Thanks for the response.

The rockers have all been replaced by me so I know that has been done.

Just as a little background the car was booked into a dealership for an unrelated suspension recall and a coupe of days before going in the misfire occurred and so I asked the dealer to investigate. After much confusion and their suggestion to REMOVE THE ENGINE of all things Jeep Technical advised them to check the rockers so the valve cover was removed at a dealership and the rockers were discovered to be damaged. They wanted the equivalent of about $5000.00 for the work required ( the day before they wanted $4000.00 to remove the engine and investigate).

The potential cost and my lack of confidence in the dealer resulted in the vehicle being recovered to my home in a dismantled state. I obtained a set of rockers and replaced them, put the cover back on and the rest is history.

When I received the vehicle back the crank was aligned so I simply put the pin through the flywheel and the first time I turned it over was after the installation of the top end. I wish I turned it over before so I would know if it was unrelated to what I have done or not.

There is no sound to indicate anything is being contacted such as valve and piston crown (which the timing pins would verify too).

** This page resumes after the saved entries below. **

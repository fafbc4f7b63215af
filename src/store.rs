//! Session storage contracts and built-in store implementations for the credential pair.

pub mod file;
pub mod memory;

pub use file::FileSessionStore;
pub use memory::MemorySessionStore;

// self
use crate::{
	_prelude::*,
	auth::{TokenPair, TokenSecret},
};

/// Storage backend contract for session credentials.
///
/// Mirrors the browser's session storage: synchronous, string-valued, and keyed by
/// [`SessionKey`]. A missing key means the session is unauthenticated.
pub trait SessionStore
where
	Self: Send + Sync,
{
	/// Reads the value stored under `key`, if present.
	fn get(&self, key: SessionKey) -> Result<Option<TokenSecret>, StoreError>;

	/// Stores or replaces the value under `key`.
	fn set(&self, key: SessionKey, value: TokenSecret) -> Result<(), StoreError>;

	/// Removes the value under `key`; removing a missing key is not an error.
	fn remove(&self, key: SessionKey) -> Result<(), StoreError>;

	/// Persists both halves of a freshly issued pair.
	fn save_pair(&self, pair: &TokenPair) -> Result<(), StoreError> {
		self.set(SessionKey::AccessToken, pair.access_token.clone())?;
		self.set(SessionKey::RefreshToken, pair.refresh_token.clone())
	}

	/// Drops both credentials.
	fn clear(&self) -> Result<(), StoreError> {
		self.remove(SessionKey::AccessToken)?;
		self.remove(SessionKey::RefreshToken)
	}
}

/// Storage keys used for the session credentials.
#[derive(Clone, Copy, Debug, PartialEq, Eq, Hash, PartialOrd, Ord)]
pub enum SessionKey {
	/// Access token, stored as `token`.
	AccessToken,
	/// Refresh token, stored as `refresh_token`.
	RefreshToken,
}
impl SessionKey {
	/// Every key managed by the client.
	pub const ALL: [SessionKey; 2] = [SessionKey::AccessToken, SessionKey::RefreshToken];

	/// Returns the storage key name.
	pub const fn as_str(self) -> &'static str {
		match self {
			SessionKey::AccessToken => "token",
			SessionKey::RefreshToken => "refresh_token",
		}
	}
}
impl Display for SessionKey {
	fn fmt(&self, f: &mut Formatter) -> FmtResult {
		f.write_str(self.as_str())
	}
}

/// Error type produced by [`SessionStore`] implementations.
#[derive(Clone, Debug, PartialEq, Eq, Serialize, Deserialize, ThisError)]
pub enum StoreError {
	/// Serialization failures surfaced by the backend.
	#[error("Serialization error: {message}.")]
	Serialization {
		/// Human-readable error payload.
		message: String,
	},
	/// Backend-level failure for the storage engine.
	#[error("Backend failure: {message}.")]
	Backend {
		/// Human-readable error payload.
		message: String,
	},
}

As I wrote previously, as part of the tightening of the cam sprockets and then finding the pin holes once more they were turned many times without a sound or anything noticeably wrong.

I must admit that I didn't pay any particular attention to the valve stems when the cover was off but why would they be at a different level unless the collets had somehow unseated or they had been badly bent? There was nothing too apparent. Each rocker seated nicely on top of each valve. I put a little grease on each one to hold the rocker in place a little more.

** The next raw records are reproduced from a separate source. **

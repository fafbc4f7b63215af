//! Wire bodies for the login and refresh endpoints.

// self
use crate::{_prelude::*, auth::TokenSecret};

/// Token type reported when the backend omits `token_type`.
pub const DEFAULT_TOKEN_TYPE: &str = "bearer";

/// Access/refresh pair returned by `POST /api/v1/auth/login` and `POST /api/v1/auth/refresh`.
#[derive(Clone, Debug, PartialEq, Eq, Serialize, Deserialize)]
pub struct TokenPair {
	/// Short-lived bearer credential.
	pub access_token: TokenSecret,
	/// Credential exchanged for the next pair once the access token expires.
	pub refresh_token: TokenSecret,
	/// Scheme reported by the backend, normally `bearer`.
	#[serde(default = "default_token_type")]
	pub token_type: String,
}
impl TokenPair {
	/// Creates a bearer pair.
	pub fn new(access_token: impl Into<TokenSecret>, refresh_token: impl Into<TokenSecret>) -> Self {
		Self {
			access_token: access_token.into(),
			refresh_token: refresh_token.into(),
			token_type: default_token_type(),
		}
	}

	/// Whether the backend issued a bearer token (case-insensitive).
	pub fn is_bearer(&self) -> bool {
		self.token_type.eq_ignore_ascii_case(DEFAULT_TOKEN_TYPE)
	}
}

/// Body sent to the refresh endpoint.
#[derive(Clone, Debug, PartialEq, Eq, Serialize, Deserialize)]
pub struct RefreshRequest {
	/// Refresh token read from session storage.
	pub refresh_token: TokenSecret,
}

/// Username/password pair posted to the login endpoint.
#[derive(Clone, Debug, PartialEq, Eq, Serialize, Deserialize)]
pub struct LoginCredentials {
	/// Account name.
	pub username: String,
	/// Account password; redacted in debug output.
	pub password: TokenSecret,
}
impl LoginCredentials {
	/// Creates a credential pair.
	pub fn new(username: impl Into<String>, password: impl Into<TokenSecret>) -> Self {
		Self { username: username.into(), password: password.into() }
	}
}

fn default_token_type() -> String {
	DEFAULT_TOKEN_TYPE.into()
}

Now if there is indeed a bottom end problem or piston to bore problem then at least it wasn't caused by my workmanship and is another fault possibly linked with the rocker failure.

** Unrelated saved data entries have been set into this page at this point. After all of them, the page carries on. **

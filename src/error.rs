//! Client-level error types shared across transport, session recovery, and storage.

// self
use crate::{_prelude::*, config::ClientConfigError, store::StoreError};

/// Client-wide result type alias returning [`Error`] by default.
pub type Result<T, E = Error> = std::result::Result<T, E>;

type BoxError = Box<dyn std::error::Error + Send + Sync>;

/// Canonical client error exposed by public APIs.
#[derive(Debug, ThisError)]
pub enum Error {
	/// Session storage failure.
	#[error("{0}")]
	Storage(
		#[from]
		#[source]
		StoreError,
	),
	/// Local configuration problem.
	#[error(transparent)]
	Config(#[from] ConfigError),
	/// Transport failure (DNS, TCP, TLS).
	#[error(transparent)]
	Transport(#[from] TransportError),
	/// The session could not be recovered after an expired access token.
	#[error(transparent)]
	Session(#[from] SessionError),

	/// Backend answered with a non-success status.
	#[error("API request failed with HTTP {status}: {message}.")]
	Api {
		/// HTTP status code returned by the backend.
		status: u16,
		/// Backend-supplied detail or a preview of the body.
		message: String,
		/// Retry-After hint from upstream, if supplied.
		retry_after: Option<Duration>,
	},
	/// Backend responded with JSON that does not match the expected shape.
	#[error("Response body could not be decoded.")]
	Decode {
		/// Structured parsing failure naming the offending JSON path.
		#[source]
		source: serde_path_to_error::Error<serde_json::Error>,
		/// HTTP status code, when available.
		status: Option<u16>,
	},
	/// Request body could not be serialized.
	#[error("Request body could not be serialized.")]
	Encode(#[source] serde_json::Error),
}
impl Error {
	/// HTTP status associated with the failure, when one was observed.
	pub fn status(&self) -> Option<u16> {
		match self {
			Self::Api { status, .. } => Some(*status),
			Self::Decode { status, .. } => *status,
			Self::Session(SessionError::Rejected { status, .. }) => Some(*status),
			_ => None,
		}
	}

	/// Whether the caller has to re-authenticate before retrying.
	pub fn requires_login(&self) -> bool {
		matches!(self, Self::Session(_) | Self::Api { status: 401, .. })
	}
}

/// Configuration and request-construction failures.
#[derive(Debug, ThisError)]
pub enum ConfigError {
	/// Client configuration failed validation.
	#[error(transparent)]
	InvalidClientConfig(#[from] ClientConfigError),
	/// HTTP client could not be constructed.
	#[error("HTTP client could not be constructed.")]
	HttpClientBuild {
		/// Underlying transport builder failure.
		#[source]
		source: BoxError,
	},
	/// HTTP request construction failed.
	#[error(transparent)]
	HttpRequest(#[from] ::http::Error),
	/// A header value cannot be represented on the wire.
	#[error("Header `{name}` contains characters that are not allowed in HTTP headers.")]
	InvalidHeader {
		/// Header name that failed validation.
		name: &'static str,
	},
	/// Background work was requested outside a Tokio runtime.
	#[error("A Tokio runtime is required to start background polling.")]
	MissingRuntime,
}
impl ConfigError {
	/// Wraps a transport's builder failure inside [`ConfigError`].
	pub fn http_client_build(src: impl 'static + Send + Sync + std::error::Error) -> Self {
		Self::HttpClientBuild { source: Box::new(src) }
	}
}
#[cfg(feature = "reqwest")]
impl From<ReqwestError> for ConfigError {
	fn from(e: ReqwestError) -> Self {
		Self::http_client_build(e)
	}
}

/// Transport-level failures (network, IO).
#[derive(Debug, ThisError)]
pub enum TransportError {
	/// Underlying HTTP client reported a network failure.
	#[error("Network error occurred while calling the API.")]
	Network {
		/// Transport-specific network error.
		#[source]
		source: BoxError,
	},
	/// Underlying IO failure surfaced during transport.
	#[error("I/O error occurred while calling the API.")]
	Io(#[from] std::io::Error),
}
impl TransportError {
	/// Wraps a transport-specific network error.
	pub fn network(src: impl 'static + Send + Sync + std::error::Error) -> Self {
		Self::Network { source: Box::new(src) }
	}
}
#[cfg(feature = "reqwest")]
impl From<ReqwestError> for TransportError {
	fn from(e: ReqwestError) -> Self {
		Self::network(e)
	}
}

/// Outcome of a failed refresh exchange, shared verbatim with every queued request.
#[derive(Clone, Debug, PartialEq, Eq, ThisError)]
pub enum SessionError {
	/// No refresh token is stored, so the exchange was never attempted.
	#[error("No refresh token is stored for the current session.")]
	MissingRefreshToken,
	/// Refresh endpoint answered with a non-success status.
	#[error("Refresh endpoint rejected the session with HTTP {status}: {message}.")]
	Rejected {
		/// HTTP status returned by the refresh endpoint.
		status: u16,
		/// Backend-supplied detail or a preview of the body.
		message: String,
	},
	/// Refresh request could not be built or sent.
	#[error("Refresh request failed before a response arrived: {message}.")]
	Transport {
		/// Rendered transport failure.
		message: String,
	},
	/// Refresh endpoint answered with a body that is not a token pair.
	#[error("Refresh response could not be decoded: {message}.")]
	Decode {
		/// Rendered decoding failure, including the JSON path.
		message: String,
	},
	/// Rotated tokens could not be read or persisted.
	#[error("Session storage failed during refresh: {0}")]
	Storage(StoreError),
	/// The task driving the refresh was dropped before the exchange settled.
	#[error("The in-flight refresh was dropped before it settled.")]
	Abandoned,
}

I am a few hours away from starting anyway as I have to connect and bleed the fuel system and install the air intake together with various harness connectors.

I must admit I am loathed to remove the cover again. The revolution of the crank takes no more effort but it feels irregular through my ratchet at the same spot on each turn.

What do you think to the rocker failure to begin with? The cause may have damaged rings or journals too perhaps.

Once more, any input is appreciated.

The mystery continues.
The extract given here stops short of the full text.